Reputation: 317
I'm playing with Regex's in python. I know there is a ton of documentation on this. But I just can't understand this apparently simple example:
On this code:
import re
phoneNumRegex = re.compile(r'(\d\d\d)*')
mo = phoneNumRegex.search('My number is 415-555-4242. 423-531-5412')
print(mo.group())
I'm expecting to get the output:
415, 555, 423, 531
However the program only returns an empty string(nothing). My logic was to specify that I want a group of 3 digits and then the *
specifies to match this kind of group 0 or 'n' times. Since I have multiple 3 digit groups in my string I was expecting to get all of them printed. What am I doing wrong?I tried with the +
as well instead of *
which by my understanding is supposed to find the group at least once. If I do that it only prints the first group and not all as I would expect. How should I write this to get all 3 digit groups printed?
Upvotes: 3
Views: 1498
Reputation: 626794
You have defined a repeated capturing group. The (\d\d\d)*
pattern matches and captures into a capturing group with ID 1 any 3 digits, zero or more times (due to the *
quantifier), that is, if there is no digit at a certain location inside the string, an empty string will be captured, and if there are 6 consecutive digits, it will match them all, but the capturing group memory buffer will contain the last 3. See your pattern demo with multiple matching enabled.

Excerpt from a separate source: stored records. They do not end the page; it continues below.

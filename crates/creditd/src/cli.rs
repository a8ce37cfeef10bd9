use std::path::PathBuf;

use clap::{Args, Parser, Subcommand};

pub const DEFAULT_REPORT_LIMIT: u32 = 20;

#[derive(Debug, Clone, Copy, PartialEq, Eq, Default)]
pub enum LogFormat {
    #[default]
    Human,
    Json,
}

impl LogFormat {
    pub fn as_str(self) -> &'static str {
        match self {
            Self::Human => "human",
            Self::Json => "json",
        }
    }
}

impl std::str::FromStr for LogFormat {
    type Err = String;

    fn from_str(value: &str) -> Result<Self, Self::Err> {
        match value.trim() {
            "human" => Ok(Self::Human),
            "json" => Ok(Self::Json),
            other => Err(format!(
                "invalid log format '{other}', expected one of: human, json"
            )),
        }
    }
}

#[derive(Debug, Clone, PartialEq, Eq, Args)]
pub struct ServeArgs {
    #[arg(long, help = "Bind address, overrides [server].host")]
    pub host: Option<String>,

    #[arg(long, help = "Bind port, overrides [server].port")]
    pub port: Option<u16>,
}

#[derive(Debug, Clone, PartialEq, Eq, Args)]
pub struct DriftArgs {
    #[arg(long, help = "Print the report as JSON instead of a summary")]
    pub json: bool,
}

#[derive(Debug, Clone, PartialEq, Eq, Args)]
pub struct ReportsArgs {
    #[arg(
        long,
        default_value_t = DEFAULT_REPORT_LIMIT,
        help = "Number of reports to print (clamped to 1..500)"
    )]
    pub limit: u32,

    #[arg(long, help = "Print reports as JSON")]
    pub json: bool,
}

#[derive(Debug, Clone, PartialEq, Eq, Subcommand)]
pub enum Commands {
    /// Serve the drift, report and prediction-logging HTTP API
    Serve(ServeArgs),
    /// Run one drift computation and print a summary
    Drift(DriftArgs),
    /// Print recently persisted drift reports
    Reports(ReportsArgs),
}

#[derive(Debug, Clone, Parser)]
#[command(author, version, about = "Credit-risk prediction drift monitor")]
pub struct Cli {
    #[arg(
        long,
        global = true,
        default_value = ".",
        help = "Workspace root holding .credit/"
    )]
    pub workspace: PathBuf,

    #[arg(
        long,
        global = true,
        default_value = "human",
        value_parser = parse_log_format,
        help = "Log format: human or json"
    )]
    pub log_format: LogFormat,

    #[command(subcommand)]
    pub command: Commands,
}

fn parse_log_format(value: &str) -> Result<LogFormat, String> {
    value.parse()
}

However, in your code, you are using re.search
, a method that only returns a single (the first) match. Since the engine tries to match a string from left to right, it checks the starting position and finds M
. It is not a digit, so the pattern matches an empty string before M
(due to *
quantifier).
So, if you use re.findall
, you will get many empty strings inside the resulting list using the pattern.
As a quick fix you would use +
quantifier, 1 or more repetitions, but it would still return 3 digit chunks located at the end of each digit chunks.
The solution is to use a multiple matching method, like re.findall
or re.finditer
without an enclosing quantified grouping construct, r'\d{3}'
, or in case you need to match a 3-digit number not enclosed with other digits, r'(?<!\d)\d{3}(?!\d)'
or r'\b\d{3}\b'
to match the 3-digit chunks as a whole word. See a sample regex demo.
Upvotes: 2
Reputation: 82765
Use re.findall
Ex:
import re
phoneNumRegex = re.compile(r'(\b\d{3}\b)')
mo = phoneNumRegex.findall('My number is 415-555-4242. 423-531-5412')
print(mo)
Output:
['415', '555', '423', '531']
Upvotes: 2